FREDERICTON - The premiers of Canada's provinces and territories say they are feeling the heat from a public increasingly anxious about the effects of climate change as they prepare for their annual meeting this week in New Brunswick.
Each of the 13 provincial and territorial leaders will arrive at the three-day meeting in Moncton, N.B., on Wednesday with an agenda for tackling greenhouse gas emissions, so it's anyone's guess whether a consensus can be achieved.
Representatives of environmental groups will be in New Brunswick for the meeting, lobbying the premiers to step up to the plate on environmental issues and fill the void they say has been created by the federal Conservative government.
"The bottom line is that Canadians really want action on this issue and with federal inaction on climate change thus far, we're really encouraged by what the premiers are doing," Nick Burnaby of the Sierra Club of Canada said in an interview on Tuesday.
"We're really hoping to see the premiers start talking about regulating greenhouse gas emissions within their respective jurisdictions and working together on doing that."
While it's uncertain whether the premiers can reach agreement on green policies, they at least will be acting green during their annual summer get together.
Anxious to minimize the environmental impact of the meeting, the premiers and their entourages will be eating only local food, drinking local water out of reusable bottles and arriving at venues in vehicles that will not be allowed to idle.
In addition, the New Brunswick government says it will plant roughly 900 trees following the conference to help sop up excess carbon emissions generated by the gathering.
"This will be a green conference," promises New Brunswick Premier Shawn Graham, who wants tree planting included in the methodology for assessing emission controls.
"We want to show we're not only talking the talk, but we're walking the walk."
Environmental discussions are expected to be the most contentious at the meeting as the premiers present varying points of view on how to slow greenhouse gas emissions, which have risen by 25 per cent in Canada since 1990.
'Don't mess with Alberta'
Premier Ed Stelmach from petroleum-rich Alberta already has warned his colleagues not to gang up on him about hard caps and tight deadlines for emission controls.
"Don't mess with Alberta," Stelmach warns. "Alberta's boom is Canada's boom."
Stelmach also says Alberta is ahead of other provinces in moving on climate change and challenged other premiers to do more than mouth platitudes.
Stelmach says any movement toward a system of hard caps on greenhouse-gas emissions or a cross-Canada trading market for pollution credits likely would cost too much in money and jobs.
But Ontario Premier Dalton McGuinty says he is looking for meaningful agreements from his colleagues on climate change, agreements that include real targets.
"Number one, we want hard targets based on a 1990 baseline," says McGuinty.
"Secondly, we're looking for an emissions trading program.

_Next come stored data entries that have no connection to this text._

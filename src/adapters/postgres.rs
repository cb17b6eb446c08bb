//! Postgres implementation of TransactionStore.

use async_trait::async_trait;
use chrono::{DateTime, Utc};
use sqlx::{PgPool, Postgres};
use uuid::Uuid;

use crate::domain::{DeclineCategory, PaymentMethod, Transaction, TransactionStatus};
use crate::ports::{
    GroupSnapshot, GroupWrite, OutcomeWrite, StoreError, StoreResult, TransactionStore,
};

const UNIQUE_VIOLATION: &str = "23505";

const TRANSACTION_COLUMNS: &str = "id, parent_transaction_id, merchant_id, customer_id, \
    payment_method_id, transaction_type, payment_method_type, amount_cents, currency, status, \
    decline_category, gateway_tran_nbr, gateway_token, gateway_response_code, \
    gateway_approval_code, gateway_response_text, idempotency_key, created_at, processed_at";

const PAYMENT_METHOD_COLUMNS: &str = "id, merchant_id, customer_id, bric, payment_type, last_four, \
    is_verified, is_active, is_default, created_at, updated_at, last_used_at, deleted_at";

/// Postgres-backed transaction store.
#[derive(Clone)]
pub struct PostgresTransactionStore {
    pool: PgPool,
}

impl PostgresTransactionStore {
    pub fn new(pool: PgPool) -> Self {
        Self { pool }
    }
}

fn map_insert_error(err: sqlx::Error, id: Uuid) -> StoreError {
    match &err {
        sqlx::Error::Database(db) if db.code().as_deref() == Some(UNIQUE_VIOLATION) => {
            StoreError::Duplicate(id)
        }
        _ => StoreError::Database(err),
    }
}

async fn insert_transaction(
    conn: &mut sqlx::PgConnection,
    tx: &Transaction,
) -> StoreResult<Transaction> {
    let row = sqlx::query_as::<_, TransactionRow>(&format!(
        r#"
        INSERT INTO transactions ({cols})
        VALUES ($1, $2, $3, $4, $5, $6, $7, $8, $9, $10,
                $11, $12, $13, $14, $15, $16, $17, $18, $19)
        RETURNING {cols}
        "#,
        cols = TRANSACTION_COLUMNS
    ))
    .bind(tx.id)
    .bind(tx.parent_transaction_id)
    .bind(tx.merchant_id)
    .bind(tx.customer_id)
    .bind(tx.payment_method_id)
    .bind(tx.transaction_type.as_str())
    .bind(tx.payment_method_type.as_str())
    .bind(tx.amount_cents)
    .bind(&tx.currency)
    .bind(tx.status.as_str())
    .bind(tx.decline_category.map(|c| c.as_str()))
    .bind(&tx.gateway_tran_nbr)
    .bind(&tx.gateway_token)
    .bind(&tx.gateway_response_code)
    .bind(&tx.gateway_approval_code)
    .bind(&tx.gateway_response_text)
    .bind(&tx.idempotency_key)
    .bind(tx.created_at)
    .bind(tx.processed_at)
    .fetch_one(conn)
    .await
    .map_err(|e| map_insert_error(e, tx.id))?;

    row.into_domain()
}

async fn insert_payment_method(
    conn: &mut sqlx::PgConnection,
    method: &PaymentMethod,
) -> StoreResult<()> {
    sqlx::query(&format!(
        "INSERT INTO payment_methods ({}) \
         VALUES ($1, $2, $3, $4, $5, $6, $7, $8, $9, $10, $11, $12, $13)",
        PAYMENT_METHOD_COLUMNS
    ))
    .bind(method.id)
    .bind(method.merchant_id)
    .bind(method.customer_id)
    .bind(&method.bric)
    .bind(method.payment_type.as_str())
    .bind(&method.last_four)
    .bind(method.is_verified)
    .bind(method.is_active)
    .bind(method.is_default)
    .bind(method.created_at)
    .bind(method.updated_at)
    .bind(method.last_used_at)
    .bind(method.deleted_at)
    .execute(conn)
    .await
    .map_err(|e| map_insert_error(e, method.id))?;
    Ok(())
}

#[async_trait]
impl TransactionStore for PostgresTransactionStore {
    async fn get_transaction(&self, id: Uuid) -> StoreResult<Option<Transaction>> {
        let row = sqlx::query_as::<_, TransactionRow>(&format!(
            "SELECT {} FROM transactions WHERE id = $1",
            TRANSACTION_COLUMNS
        ))
        .bind(id)
        .fetch_optional(&self.pool)
        .await?;

        row.map(TransactionRow::into_domain).transpose()
    }

    async fn find_root_id(&self, id: Uuid) -> StoreResult<Uuid> {
        let root: Option<(Uuid,)> = sqlx::query_as(
            r#"
            WITH RECURSIVE ancestors AS (
                SELECT id, parent_transaction_id FROM transactions WHERE id = $1
                UNION ALL
                SELECT t.id, t.parent_transaction_id
                FROM transactions t
                JOIN ancestors a ON t.id = a.parent_transaction_id
            )
            SELECT id FROM ancestors WHERE parent_transaction_id IS NULL
            "#,
        )
        .bind(id)
        .fetch_optional(&self.pool)
        .await?;

        root.map(|(root_id,)| root_id)
            .ok_or_else(|| StoreError::NotFound(format!("transaction {}", id)))
    }

    async fn fetch_group(&self, root_id: Uuid) -> StoreResult<GroupSnapshot> {
        // Version first: a write landing between the two reads then shows up
        // as a conflict on commit instead of being missed.
        let version: Option<(i64,)> =
            sqlx::query_as("SELECT version FROM transaction_groups WHERE root_id = $1")
                .bind(root_id)
                .fetch_optional(&self.pool)
                .await?;
        let (version,) =
            version.ok_or_else(|| StoreError::NotFound(format!("group {}", root_id)))?;

        let rows = sqlx::query_as::<_, TransactionRow>(&format!(
            r#"
            WITH RECURSIVE tree AS (
                SELECT * FROM transactions WHERE id = $1
                UNION ALL
                SELECT t.* FROM transactions t JOIN tree ON t.parent_transaction_id = tree.id
            )
            SELECT {} FROM tree
            "#,
            TRANSACTION_COLUMNS
        ))
        .bind(root_id)
        .fetch_all(&self.pool)
        .await?;

        let transactions = rows
            .into_iter()
            .map(TransactionRow::into_domain)
            .collect::<StoreResult<Vec<_>>>()?;

        Ok(GroupSnapshot {
            root_id,
            transactions,
            version,
        })
    }

    async fn get_payment_method(&self, id: Uuid) -> StoreResult<PaymentMethod> {
        let row = sqlx::query_as::<_, PaymentMethodRow>(&format!(
            "SELECT {} FROM payment_methods WHERE id = $1",
            PAYMENT_METHOD_COLUMNS
        ))
        .bind(id)
        .fetch_optional(&self.pool)
        .await?;

        row.ok_or_else(|| StoreError::NotFound(format!("payment method {}", id)))?
            .into_domain()
    }

    async fn set_payment_method_verified(
        &self,
        id: Uuid,
        verified: bool,
    ) -> StoreResult<PaymentMethod> {
        let row = sqlx::query_as::<_, PaymentMethodRow>(&format!(
            "UPDATE payment_methods SET is_verified = $2, updated_at = NOW() \
             WHERE id = $1 RETURNING {}",
            PAYMENT_METHOD_COLUMNS
        ))
        .bind(id)
        .bind(verified)
        .fetch_optional(&self.pool)
        .await?;

        row.ok_or_else(|| StoreError::NotFound(format!("payment method {}", id)))?
            .into_domain()
    }

    async fn commit(&self, write: GroupWrite) -> StoreResult<Transaction> {
        let mut db_tx: sqlx::Transaction<'_, Postgres> = self.pool.begin().await?;

        if let Some(expected) = write.expected_version {
            let updated = sqlx::query(
                "UPDATE transaction_groups SET version = version + 1, updated_at = NOW() \
                 WHERE root_id = $1 AND version = $2",
            )
            .bind(write.root_id)
            .bind(expected)
            .execute(&mut *db_tx)
            .await?;

            if updated.rows_affected() == 0 {
                return Err(StoreError::Conflict {
                    root_id: write.root_id,
                    expected_version: expected,
                });
            }
        }

        let inserted = insert_transaction(&mut db_tx, &write.transaction).await?;

        if write.expected_version.is_none() {
            sqlx::query("INSERT INTO transaction_groups (root_id, version) VALUES ($1, 1)")
                .bind(write.root_id)
                .execute(&mut *db_tx)
                .await
                .map_err(|e| map_insert_error(e, write.root_id))?;
        }

        db_tx.commit().await?;
        Ok(inserted)
    }

    async fn finalize(&self, write: OutcomeWrite) -> StoreResult<Transaction> {
        let tx = &write.transaction;
        let mut db_tx: sqlx::Transaction<'_, Postgres> = self.pool.begin().await?;

        if let Some(method) = &write.new_payment_method {
            insert_payment_method(&mut db_tx, method).await?;
        }

        let row = sqlx::query_as::<_, TransactionRow>(&format!(
            r#"
            UPDATE transactions
            SET status = $3, decline_category = $4, gateway_token = $5,
                gateway_response_code = $6, gateway_approval_code = $7,
                gateway_response_text = $8, processed_at = $9, payment_method_id = $10
            WHERE id = $1 AND status = $2
            RETURNING {}
            "#,
            TRANSACTION_COLUMNS
        ))
        .bind(tx.id)
        .bind(TransactionStatus::Pending.as_str())
        .bind(tx.status.as_str())
        .bind(tx.decline_category.map(|c| c.as_str()))
        .bind(&tx.gateway_token)
        .bind(&tx.gateway_response_code)
        .bind(&tx.gateway_approval_code)
        .bind(&tx.gateway_response_text)
        .bind(tx.processed_at)
        .bind(tx.payment_method_id)
        .fetch_optional(&mut *db_tx)
        .await?
        .ok_or_else(|| StoreError::NotFound(format!("pending transaction {}", tx.id)))?;
        let settled = row.into_domain()?;

        if let Some(method_id) = write.touch_payment_method {
            let touched = sqlx::query(
                "UPDATE payment_methods SET last_used_at = $2, updated_at = $2 WHERE id = $1",
            )
            .bind(method_id)
            .bind(settled.created_at)
            .execute(&mut *db_tx)
            .await?;

            if touched.rows_affected() == 0 {
                return Err(StoreError::NotFound(format!("payment method {}", method_id)));
            }
        }

        sqlx::query(
            "UPDATE transaction_groups SET version = version + 1, updated_at = NOW() \
             WHERE root_id = $1",
        )
        .bind(write.root_id)
        .execute(&mut *db_tx)
        .await?;

        db_tx.commit().await?;
        Ok(settled)
    }

    async fn release(&self, id: Uuid, root_id: Uuid) -> StoreResult<()> {
        let mut db_tx: sqlx::Transaction<'_, Postgres> = self.pool.begin().await?;

        if id == root_id {
            sqlx::query("DELETE FROM transaction_groups WHERE root_id = $1")
                .bind(root_id)
                .execute(&mut *db_tx)
                .await?;
        } else {
            sqlx::query(
                "UPDATE transaction_groups SET version = version + 1, updated_at = NOW() \
                 WHERE root_id = $1",
            )
            .bind(root_id)
            .execute(&mut *db_tx)
            .await?;
        }

        let deleted = sqlx::query("DELETE FROM transactions WHERE id = $1 AND status = $2")
            .bind(id)
            .bind(TransactionStatus::Pending.as_str())
            .execute(&mut *db_tx)
            .await?;
        if deleted.rows_affected() == 0 {
            return Err(StoreError::NotFound(format!("pending transaction {}", id)));
        }

        db_tx.commit().await?;
        Ok(())
    }
}

/// Internal row type for SQLx. Not exposed outside the adapter.
#[derive(Debug, sqlx::FromRow)]
struct TransactionRow {
    id: Uuid,
    parent_transaction_id: Option<Uuid>,
    merchant_id: Uuid,
    customer_id: Option<Uuid>,
    payment_method_id: Option<Uuid>,
    transaction_type: String,
    payment_method_type: String,
    amount_cents: i64,
    currency: String,
    status: String,
    decline_category: Option<String>,
    gateway_tran_nbr: String,
    gateway_token: Option<String>,
    gateway_response_code: Option<String>,
    gateway_approval_code: Option<String>,
    gateway_response_text: Option<String>,
    idempotency_key: String,
    created_at: DateTime<Utc>,
    processed_at: Option<DateTime<Utc>>,
}

fn corrupt(err: impl std::fmt::Display) -> StoreError {
    StoreError::Corrupt(err.to_string())
}

impl TransactionRow {
    fn into_domain(self) -> StoreResult<Transaction> {
        Ok(Transaction {
            id: self.id,
            parent_transaction_id: self.parent_transaction_id,
            merchant_id: self.merchant_id,
            customer_id: self.customer_id,
            payment_method_id: self.payment_method_id,
            transaction_type: self.transaction_type.parse().map_err(corrupt)?,
            payment_method_type: self.payment_method_type.parse().map_err(corrupt)?,
            amount_cents: self.amount_cents,
            currency: self.currency,
            status: self.status.parse().map_err(corrupt)?,
            decline_category: self
                .decline_category
                .as_deref()
                .map(str::parse::<DeclineCategory>)
                .transpose()
                .map_err(corrupt)?,
            gateway_tran_nbr: self.gateway_tran_nbr,
            gateway_token: self.gateway_token,
            gateway_response_code: self.gateway_response_code,
            gateway_approval_code: self.gateway_approval_code,
            gateway_response_text: self.gateway_response_text,
            idempotency_key: self.idempotency_key,
            created_at: self.created_at,
            processed_at: self.processed_at,
        })
    }
}

#[derive(Debug, sqlx::FromRow)]
struct PaymentMethodRow {
    id: Uuid,
    merchant_id: Uuid,
    customer_id: Option<Uuid>,
    bric: String,
    payment_type: String,
    last_four: Option<String>,
    is_verified: bool,
    is_active: bool,
    is_default: bool,
    created_at: DateTime<Utc>,
    updated_at: DateTime<Utc>,
    last_used_at: Option<DateTime<Utc>>,
    deleted_at: Option<DateTime<Utc>>,
}

impl PaymentMethodRow {
    fn into_domain(self) -> StoreResult<PaymentMethod> {
        Ok(PaymentMethod {
            id: self.id,
            merchant_id: self.merchant_id,
            customer_id: self.customer_id,
            bric: self.bric,
            payment_type: self.payment_type.parse().map_err(corrupt)?,
            last_four: self.last_four,
            is_verified: self.is_verified,
            is_active: self.is_active,
            is_default: self.is_default,
            created_at: self.created_at,
            updated_at: self.updated_at,
            last_used_at: self.last_used_at,
            deleted_at: self.deleted_at,
        })
    }
}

Everybody tells us that the only way you're going to make a real dent in greenhouse gas emissions is to attach a price to greenhouse gases. The best way to do that is through an emissions trading program."
In the past few months, Ontario, New Brunswick, Nova Scotia, and British Columbia have joined Quebec and Manitoba in establishing emission targets to get their emissions below 1990 levels within five to 12 years - a goal the federal government has said is impossible to achieve nationally.
As well, Premier Gordon Campbell of British Columbia and McGuinty have publicly supported establishing a cap-and-trade program among interested provinces, a system also being studied by the Atlantic provinces.
Under a cap-and-trade system, the players set a percentage-based emissions cap that they must meet together. If one of the players produces emissions below the cap, it may sell its "excess" emissions to another player that produces more than the cap allows.
Saskatchewan Premier Lorne Calvert says his priority at the premiers meeting is building a national climate change plan.
"It is so crucial to our future," he says.
"When I think of the environmental benefit, there is so much to win in this and so much to lose if we don't act."
Calvert will be promoting the creation of an E85 highway across Canada as a way to boost the biofuels industry.
E85 is a reference to the blend of gasoline with 85 per cent ethanol. Calvert's plan would see high-grade ethanol-blended fuels made available along existing routes.
Northwest Territories Premier Joe Handley says the main concerns in the western Arctic revolve around energy development and climate change.
He says he plans to press Ottawa to develop tougher climate change measures, saying intensity-based targets don't go far enough.
"You can't just go intensity-based," he says. "You have to have some targets."
Handley says he will argue for measures that will increase national energy efficiency, such as the development of a national east-west energy grid.